Understanding the density of the concrete is necessary for preparing accurate pricing calculations. Contractors use these results to estimate labor requirements, tool wear, and the total timeframe for dismantling.

These same tests are used for assessing the suitability of concrete elements for reuse. While demolition companies currently conduct these tests solely for dismantling evaluation purposes, they already generate the data required for reuse evaluations.

Image: Core drilling machine — for extracting concrete samples for testing. (SEPAR, 2025)

Concrete slabs are marked carefully before being cut to ensure consistency in segment dimensions. The cutting process involves specialized saws with guiding rails to maintain straight cuts, avoiding deviations that could affect subsequent handling.

Image: Marking of the slab and fixing of the guide rail. (SEPAR, 2025)

Pneumatic-powered saws are used for horizontal elements, offering high cutting force suitable for thick slabs. The pneumatic system ensures stable operation with minimal overheating.

Image: Pneumatic Saw – for cutting horizontal concrete structures. (SEPAR, 2025)

Pneumatic-powered saws are used for horizontal elements, offering high cutting force suitable for thick slabs. The pneumatic system ensures stable operation with minimal overheating.

Accurate cutting also plays a role in determining whether concrete elements can be salvaged. If slabs are cut according to standardized sizes, their reuse potential increases. The cutting grid used in demolition already supports this need, as it ensures uniform sectioning.

Image: Pneumatic Saw – for cutting horizontal concrete structures. (SEPAR, 2025)

Once cut, concrete elements are ready to be lifted by cranes and transported off-site. The previously made circular holes are used for carrying the elements. This method is the safest and avoids breaking the crane chain. For reuse, it is important to design a new chain attachment mechanism or adapt the holes for the new purpose.

Image: Chain attachment to a concrete element for transport. (SEPAR, 2025)

The saw passes over the concrete element twice. The first pass creates a shallow guide groove which ensures that the saw runs smoothly.

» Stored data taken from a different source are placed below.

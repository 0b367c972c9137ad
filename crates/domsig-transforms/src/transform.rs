#![forbid(unsafe_code)]

//! The closed set of transforms a `<Transform>` element can name.

use crate::c14n_method::CanonicalizationMethod;
use crate::data::{DataKind, TransformData};
use crate::xpath_filter::{execute_filters, XPath2Filter, XPathFilter};
use crate::xslt::XsltTransform;
use crate::{base64_transform, enveloped, TransformEnv};
use domsig_c14n::C14nMode;
use domsig_core::{algorithm, ns, Error};
use domsig_xml::document::find_child_element;
use domsig_xml::writer::qualify;
use domsig_xml::XmlWriter;
use roxmltree::Node;
use std::io::Write;

#[derive(Debug, Clone, PartialEq)]
pub enum Transform {
    Base64,
    EnvelopedSignature,
    XPath(XPathFilter),
    XPath2(Vec<XPath2Filter>),
    Xslt(XsltTransform),
    Canonicalization(CanonicalizationMethod),
}

impl Transform {
    pub fn c14n(mode: C14nMode) -> Self {
        Transform::Canonicalization(CanonicalizationMethod::new(mode))
    }

    /// Parse a `<Transform>` element. Unknown algorithms are rejected.
    pub fn from_node(node: Node<'_, '_>) -> Result<Self, Error> {
        let uri = node
            .attribute(ns::attr::ALGORITHM)
            .ok_or_else(|| Error::MissingAttribute("Algorithm on Transform".into()))?;
        match uri {
            algorithm::BASE64 => Ok(Transform::Base64),
            algorithm::ENVELOPED_SIGNATURE => Ok(Transform::EnvelopedSignature),
            algorithm::XPATH => {
                let xpath = find_child_element(node, ns::DSIG, ns::node::XPATH)
                    .ok_or_else(|| Error::MissingElement("XPath".into()))?;
                Ok(Transform::XPath(XPathFilter::from_node(xpath)?))
            }
            algorithm::XPATH2 => Ok(Transform::XPath2(XPath2Filter::list_from_transform(node)?)),
            algorithm::XSLT => Ok(Transform::Xslt(XsltTransform::from_transform(node)?)),
            other if C14nMode::from_uri(other).is_some() => Ok(Transform::Canonicalization(
                CanonicalizationMethod::from_uri_and_node(other, node)?,
            )),
            other => Err(Error::UnsupportedAlgorithm(format!("transform: {other}"))),
        }
    }

    pub fn algorithm(&self) -> &'static str {
        match self {
            Transform::Base64 => algorithm::BASE64,
            Transform::EnvelopedSignature => algorithm::ENVELOPED_SIGNATURE,
            Transform::XPath(_) => algorithm::XPATH,
            Transform::XPath2(_) => algorithm::XPATH2,
            Transform::Xslt(_) => algorithm::XSLT,
            Transform::Canonicalization(m) => m.algorithm(),
        }
    }

    pub fn is_xpath(&self) -> bool {
        matches!(self, Transform::XPath(_) | Transform::XPath2(_))
    }

    /// Forbidden under secure validation.
    pub fn is_weak(&self) -> bool {
        matches!(self, Transform::Xslt(_))
    }

    /// The kind of data this transform produces, whatever it is given.
    pub fn output_kind(&self, _input: DataKind) -> DataKind {
        match self {
            Transform::Base64 | Transform::Xslt(_) | Transform::Canonicalization(_) => {
                DataKind::Octets
            }
            Transform::EnvelopedSignature | Transform::XPath(_) | Transform::XPath2(_) => {
                DataKind::Xml
            }
        }
    }

    /// Write `<prefix:Transform>` with its parameters.
    pub fn marshal(&self, w: &mut XmlWriter, prefix: &str) -> Result<(), Error> {
        let qname = qualify(prefix, ns::node::TRANSFORM);
        let attrs = [(ns::attr::ALGORITHM, self.algorithm())];
        match self {
            Transform::Base64 | Transform::EnvelopedSignature => w.empty_element(&qname, &attrs),
            Transform::Canonicalization(method) => method.marshal(w, &qname),
            Transform::XPath(filter) => {
                w.start_element(&qname, &attrs)?;
                filter.marshal(w, prefix)?;
                w.end_element(&qname)
            }
            Transform::XPath2(filters) => {
                w.start_element(&qname, &attrs)?;
                for filter in filters {
                    filter.marshal(w)?;
                }
                w.end_element(&qname)
            }
            Transform::Xslt(xslt) => {
                w.start_element(&qname, &attrs)?;
                w.write_raw(xslt.stylesheet())?;
                w.end_element(&qname)
            }
        }
    }

    /// Run the transform. `position` is this transform's index in its
    /// `<Transforms>` list.
    pub fn execute(
        &self,
        input: TransformData,
        env: &TransformEnv<'_>,
        position: usize,
    ) -> Result<TransformData, Error> {
        match self {
            Transform::Base64 => base64_transform::decode(&input),
            Transform::EnvelopedSignature => enveloped::remove_signature(input, env),
            Transform::XPath(filter) => filter.execute(input, env, position),
            Transform::XPath2(filters) => execute_filters(filters, input, env, position),
            Transform::Xslt(xslt) => xslt.execute(input, env),
            Transform::Canonicalization(method) => {
                let mut out = Vec::new();
                method.canonicalize(&input, &mut out)?;
                Ok(TransformData::Octets(out))
            }
        }
    }

    /// Run the transform and write its octet form into `out`.
    ///
    /// Canonicalization streams straight into the sink; XML results of the
    /// other transforms go through the implicit Canonical XML 1.0.
    pub fn execute_into<W: Write>(
        &self,
        input: TransformData,
        env: &TransformEnv<'_>,
        position: usize,
        out: &mut W,
    ) -> Result<(), Error> {
        match self {
            Transform::Canonicalization(method) => method.canonicalize(&input, out),
            _ => self.execute(input, env, position)?.write_octets(out),
        }
    }
}

#[cfg(test)]
mod tests {
    use super::*;

    fn transforms_xml(body: &str) -> String {
        format!(
            r#"<ds:Transforms xmlns:ds="{}" xmlns:ec="{}">{body}</ds:Transforms>"#,
            ns::DSIG,
            ns::EXC_C14N
        )
    }

    fn parse_all(xml: &str) -> Result<Vec<Transform>, Error> {
        let doc = domsig_xml::parse(xml).unwrap();
        doc.root_element()
            .children()
            .filter(|n| n.is_element())
            .map(Transform::from_node)
            .collect()
    }

    #[test]
    fn test_marshal_round_trip_preserves_order() {
        let list = vec![
            Transform::EnvelopedSignature,
            Transform::XPath(
                XPathFilter::new("not(ancestor-or-self::ds:Signature)")
                    .unwrap()
                    .with_namespace("ds", ns::DSIG),
            ),
            Transform::Base64,
            Transform::Canonicalization(
                CanonicalizationMethod::new(C14nMode::Exclusive).with_prefixes(["ds"]),
            ),
            Transform::c14n(C14nMode::Inclusive11),
        ];
        let mut w = XmlWriter::new();
        w.start_element("ds:Transforms", &[("xmlns:ds", ns::DSIG)]).unwrap();
        for t in &list {
            t.marshal(&mut w, "ds").unwrap();
        }
        w.end_element("ds:Transforms").unwrap();
        let parsed = parse_all(&w.into_string().unwrap()).unwrap();
        assert_eq!(parsed, list);
    }

    #[test]
    fn test_unknown_algorithm_rejected() {
        let xml = transforms_xml(r#"<ds:Transform Algorithm="urn:unknown"/>"#);
        assert!(matches!(parse_all(&xml), Err(Error::UnsupportedAlgorithm(_))));
        let xml = transforms_xml(&format!(
            r#"<ds:Transform Algorithm="{}"/>"#,
            algorithm::XPATH
        ));
        assert!(matches!(parse_all(&xml), Err(Error::MissingElement(_))));
    }

    #[test]
    fn test_output_kinds() {
        assert_eq!(Transform::Base64.output_kind(DataKind::Xml), DataKind::Octets);
        assert_eq!(
            Transform::EnvelopedSignature.output_kind(DataKind::Xml),
            DataKind::Xml
        );
        assert_eq!(
            Transform::c14n(C14nMode::Inclusive).output_kind(DataKind::Octets),
            DataKind::Octets
        );
        assert!(Transform::Xslt(XsltTransform::new("<x/>")).is_weak());
    }
}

Image: Chain attachment to a concrete element for transport. (SEPAR, 2025)

During the second pass, the crane lifts the concrete element while cutting to prevent the saw from clamping. At this time, the saw cuts through the element.

Image: Lifting of the cut concrete element. (SEPAR, 2025)

Currently, most of these elements are sent for crushing and recycling. However, nothing prevents them from being directly reused in new construction — except for process inefficiencies and a lack of streamlined logistics.

Image: Transporting a concrete wall. (SEPAR, 2025)

In February 2025, cutting a reinforced concrete slab costs ~155 CHF / m2 for a thickness of 150-200mm. This means that the price of a 7×1.5×0.2m slab is 527 CHF. At the same time, new in-situ concrete production will cost 630 CHF per slab, making reuse 16% cheaper than the new production. This figure can be increased to 40% with the industrialization of the approach.

Currently, concrete from demolished buildings is sent for recycling. However, scientific studies show that recycling produces CO₂ emissions close to those of new concrete production (Glias, 2013). Despite the energy and resource intensity of recycling, it remains the default option due to industry inertia.

A moment before cutting, these materials were part of a functional structure, and their properties remained unchanged. After cutting, they remain the same structural elements—nothing has changed. The process is clear, the costs are defined, and the environmental impact is the lowest possible. There is no valid reason not to prioritize reuse.